Ontario Health Coalition calls for action on long-term care
Posted: June 25, 2020
(June 24, 2020)
By: Paul Morden, The Observer
Ontario should immediately launch a public inquiry into long-term care and withdraw its legislation to change the province’s home-care system, says the local chairperson of the Ontario Health Coalition.
Shirley Roebuck, who also sits on the provincial board of the group advocating for public health care, spoke Wednesday outside the Sarnia constituency office of Sarnia-Lambton MPP Bob Bailey.
“We believe that Bill 175 should be withdrawn,” she said about the legislation the province says will modernize home and community care. “It was hastily written legislation and it breaks down a lot of public guarantees about oversight and safety, while promoting privatization of home care and community care.”
Bailey said in a statement issued by his office that the Ontario government’s top priority is strengthening the publicly funded health-care system and making it better for patients, families and caregivers.

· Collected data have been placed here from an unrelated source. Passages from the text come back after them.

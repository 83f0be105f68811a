//! Recursive-descent expression parser.
//!
//! There is no separate lexer. The parser walks a byte-offset cursor over the
//! source, skipping spaces and tabs between tokens, and collects a flat
//! `primary (op primary)*` sequence that [`crate::precedence`] folds into a
//! properly nested tree.

use smallvec::SmallVec;

use pipesheet_common::{CalcError, CalcErrorKind};

use crate::ast::{BinOp, Expr};
use crate::precedence::fold_precedence;

/// Parse a complete expression, e.g. the text after a formula cell's
/// leading `=`. The whole input must be consumed.
pub fn parse_expression(src: &str) -> Result<Expr, CalcError> {
    ExprParser::new(src).parse()
}

pub(crate) struct ExprParser<'a> {
    src: &'a str,
    pos: usize,
}

impl<'a> ExprParser<'a> {
    pub(crate) fn new(src: &'a str) -> Self {
        Self { src, pos: 0 }
    }

    pub(crate) fn parse(mut self) -> Result<Expr, CalcError> {
        let expr = self.parse_expr()?;
        if !self.rest().is_empty() {
            return Err(self.error_at("unexpected trailing input"));
        }
        Ok(expr)
    }

    /* ─────────────────────────── cursor ─────────────────────────── */

    fn rest(&self) -> &'a str {
        &self.src[self.pos..]
    }

    fn peek(&self) -> Option<char> {
        self.rest().chars().next()
    }

    fn bump(&mut self) -> Option<char> {
        let ch = self.peek()?;
        self.pos += ch.len_utf8();
        Some(ch)
    }

    fn eat(&mut self, expected: char) -> bool {
        if self.peek() == Some(expected) {
            self.bump();
            true
        } else {
            false
        }
    }

    fn skip_ws(&mut self) {
        while matches!(self.peek(), Some(' ' | '\t')) {
            self.bump();
        }
    }

    fn error_at(&self, msg: &str) -> CalcError {
        CalcError::new(CalcErrorKind::Parse).with_message(format!("{msg} at offset {}", self.pos))
    }

    /* ────────────────────────── grammar ─────────────────────────── */

    /// `expr := primary (binOp primary)*`, collected flat and folded by
    /// precedence afterwards.
    fn parse_expr(&mut self) -> Result<Expr, CalcError> {
        self.skip_ws();
        let first = self.parse_primary()?;
        let mut primaries: SmallVec<[Expr; 4]> = SmallVec::new();
        let mut ops: SmallVec<[BinOp; 4]> = SmallVec::new();
        loop {
            self.skip_ws();
            let op = match self.peek() {
                Some('+') => BinOp::Add,
                Some('-') => BinOp::Sub,
                Some('*') => BinOp::Mul,
                Some('/') => BinOp::Div,
                _ => break,
            };
            self.bump();
            self.skip_ws();
            primaries.push(self.parse_primary()?);
            ops.push(op);
        }
        Ok(fold_precedence(first, primaries, ops))
    }

    fn parse_primary(&mut self) -> Result<Expr, CalcError> {
        match self.peek() {
            Some('"') => self.parse_string_lit(),
            Some('(') => self.parse_paren(),
            Some('@') => self.parse_label_ref(),
            Some('^') => self.parse_copy_above(),
            Some(c) if c.is_ascii_digit() => self.parse_number(),
            Some(c) if c.is_ascii_alphabetic() => self.parse_name(),
            _ => Err(self.error_at("expected an expression")),
        }
    }

    /// Double-quoted, no escape processing: a quote always ends the literal.
    fn parse_string_lit(&mut self) -> Result<Expr, CalcError> {
        self.bump();
        let start = self.pos;
        while let Some(c) = self.peek() {
            if c == '"' {
                let content = self.src[start..self.pos].to_string();
                self.bump();
                return Ok(Expr::Str(content));
            }
            self.bump();
        }
        Err(self.error_at("unterminated string literal"))
    }

    fn parse_paren(&mut self) -> Result<Expr, CalcError> {
        self.bump();
        let expr = self.parse_expr()?;
        if !self.eat(')') {
            return Err(self.error_at("expected ')'"));
        }
        Ok(expr)
    }

    /// `@name<offset>`
    fn parse_label_ref(&mut self) -> Result<Expr, CalcError> {
        self.bump();
        let label = self.parse_label_name()?;
        if !self.eat('<') {
            return Err(self.error_at("expected '<' after label name"));
        }
        let offset = self.parse_signed_int()?;
        if !self.eat('>') {
            return Err(self.error_at("expected '>' after row offset"));
        }
        Ok(Expr::LabelRef { label, offset })
    }

    fn parse_label_name(&mut self) -> Result<String, CalcError> {
        let start = self.pos;
        while matches!(self.peek(), Some(c) if c.is_ascii_lowercase() || c == '_') {
            self.bump();
        }
        if self.pos == start {
            return Err(self.error_at("expected a label name"));
        }
        Ok(self.src[start..self.pos].to_string())
    }

    fn parse_copy_above(&mut self) -> Result<Expr, CalcError> {
        self.bump();
        if !self.eat('^') {
            return Err(self.error_at("expected '^^'"));
        }
        Ok(Expr::CopyAbove)
    }

    /// Int or float literal; a `.` makes it a float only when digits follow.
    fn parse_number(&mut self) -> Result<Expr, CalcError> {
        let start = self.pos;
        self.skip_digits();
        if self.peek() == Some('.') {
            let mut lookahead = self.rest().chars();
            lookahead.next();
            if matches!(lookahead.next(), Some(c) if c.is_ascii_digit()) {
                self.bump();
                self.skip_digits();
                let text = &self.src[start..self.pos];
                return text
                    .parse::<f64>()
                    .map(Expr::Float)
                    .map_err(|_| self.error_at("malformed float literal"));
            }
        }
        let text = &self.src[start..self.pos];
        text.parse::<i64>()
            .map(Expr::Int)
            .map_err(|_| self.error_at("integer literal out of range"))
    }

    fn skip_digits(&mut self) {
        while matches!(self.peek(), Some(c) if c.is_ascii_digit()) {
            self.bump();
        }
    }

    fn parse_unsigned_int(&mut self) -> Result<usize, CalcError> {
        let start = self.pos;
        self.skip_digits();
        if self.pos == start {
            return Err(self.error_at("expected digits"));
        }
        self.src[start..self.pos]
            .parse::<usize>()
            .map_err(|_| self.error_at("integer literal out of range"))
    }

    fn parse_signed_int(&mut self) -> Result<i64, CalcError> {
        let start = self.pos;
        if matches!(self.peek(), Some('+' | '-')) {
            self.bump();
        }
        let digits = self.pos;
        self.skip_digits();
        if self.pos == digits {
            return Err(self.error_at("expected digits"));
        }
        self.src[start..self.pos]
            .parse::<i64>()
            .map_err(|_| self.error_at("integer literal out of range"))
    }

    /// Anything starting with a letter: a function call, or one of the
    /// single-uppercase-letter column forms (`D2`, `E^`, `E^v`). `E^v` must
    /// win over `E^`, so the `v` is checked right after the caret.
    fn parse_name(&mut self) -> Result<Expr, CalcError> {
        let start = self.pos;
        while matches!(self.peek(), Some(c) if c.is_ascii_alphabetic()) {
            self.bump();
        }
        let name = &self.src[start..self.pos];
        if self.peek() == Some('(') {
            self.bump();
            let args = self.parse_function_args()?;
            return Ok(Expr::FunCall {
                name: name.to_string(),
                args,
            });
        }
        let mut chars = name.chars();
        if let (Some(letter), None) = (chars.next(), chars.next()) {
            if letter.is_ascii_uppercase() {
                if matches!(self.peek(), Some(c) if c.is_ascii_digit()) {
                    let row = self.parse_unsigned_int()?;
                    return Ok(Expr::CellRef { col: letter, row });
                }
                if self.eat('^') {
                    if self.eat('v') {
                        return Ok(Expr::CopyLastInColumn { col: letter });
                    }
                    return Ok(Expr::CopyColumnAbove { col: letter });
                }
            }
        }
        Err(self.error_at("expected '(' after function name"))
    }

    fn parse_function_args(&mut self) -> Result<Vec<Expr>, CalcError> {
        let mut args = Vec::new();
        self.skip_ws();
        if self.eat(')') {
            return Ok(args);
        }
        loop {
            args.push(self.parse_expr()?);
            if self.eat(',') {
                continue;
            }
            if self.eat(')') {
                return Ok(args);
            }
            return Err(self.error_at("expected ',' or ')' in argument list"));
        }
    }
}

“If anything has been made clear during this pandemic, it’s the need for improvements to the home-care system,” Bailey said. “That’s why we’re moving forward with modernizing the delivery of home and community care services by bringing an outdated system designed in the 1990s into the 21st century.”
Bailey said the government maintains “health service providers or Ontario Health Teams that provide home and community care services must be not-for-profit.”
He added, “Patients will benefit from primary care, hospitals, home, and community care and long-term care providers being able to collaborate to provide care that best meets individual care needs.”
Roebuck said she also wanted to draw attention Wednesday to the provincial government’s “total lack of intervention for long-term care.”
That comes after numerous groups and organizations have come forward with criticism of Ontario’s long-term care system in the past, and concerns have been raised about conditions at some nursing homes revealed during the pandemic, she said.
Steps the province has said it will take to look into the concerns fall short of what’s needed, particularly when it comes to private for-profit long-term care homes, she said.
“It’s time our government moves to take care of our long-term care residents,” and the first step should be a public inquiry, Roebuck said.
“My group believes that long-term care should be put under the protection of the public sector, and get rid of any for-profit nursing homes,” she added.
“We have to guarantee our elderly citizens a better outcome when they go into a long-term care home.”
Roebuck said she wants Bailey to know “your constituents are suffering, and you are responsible for doing something for them.”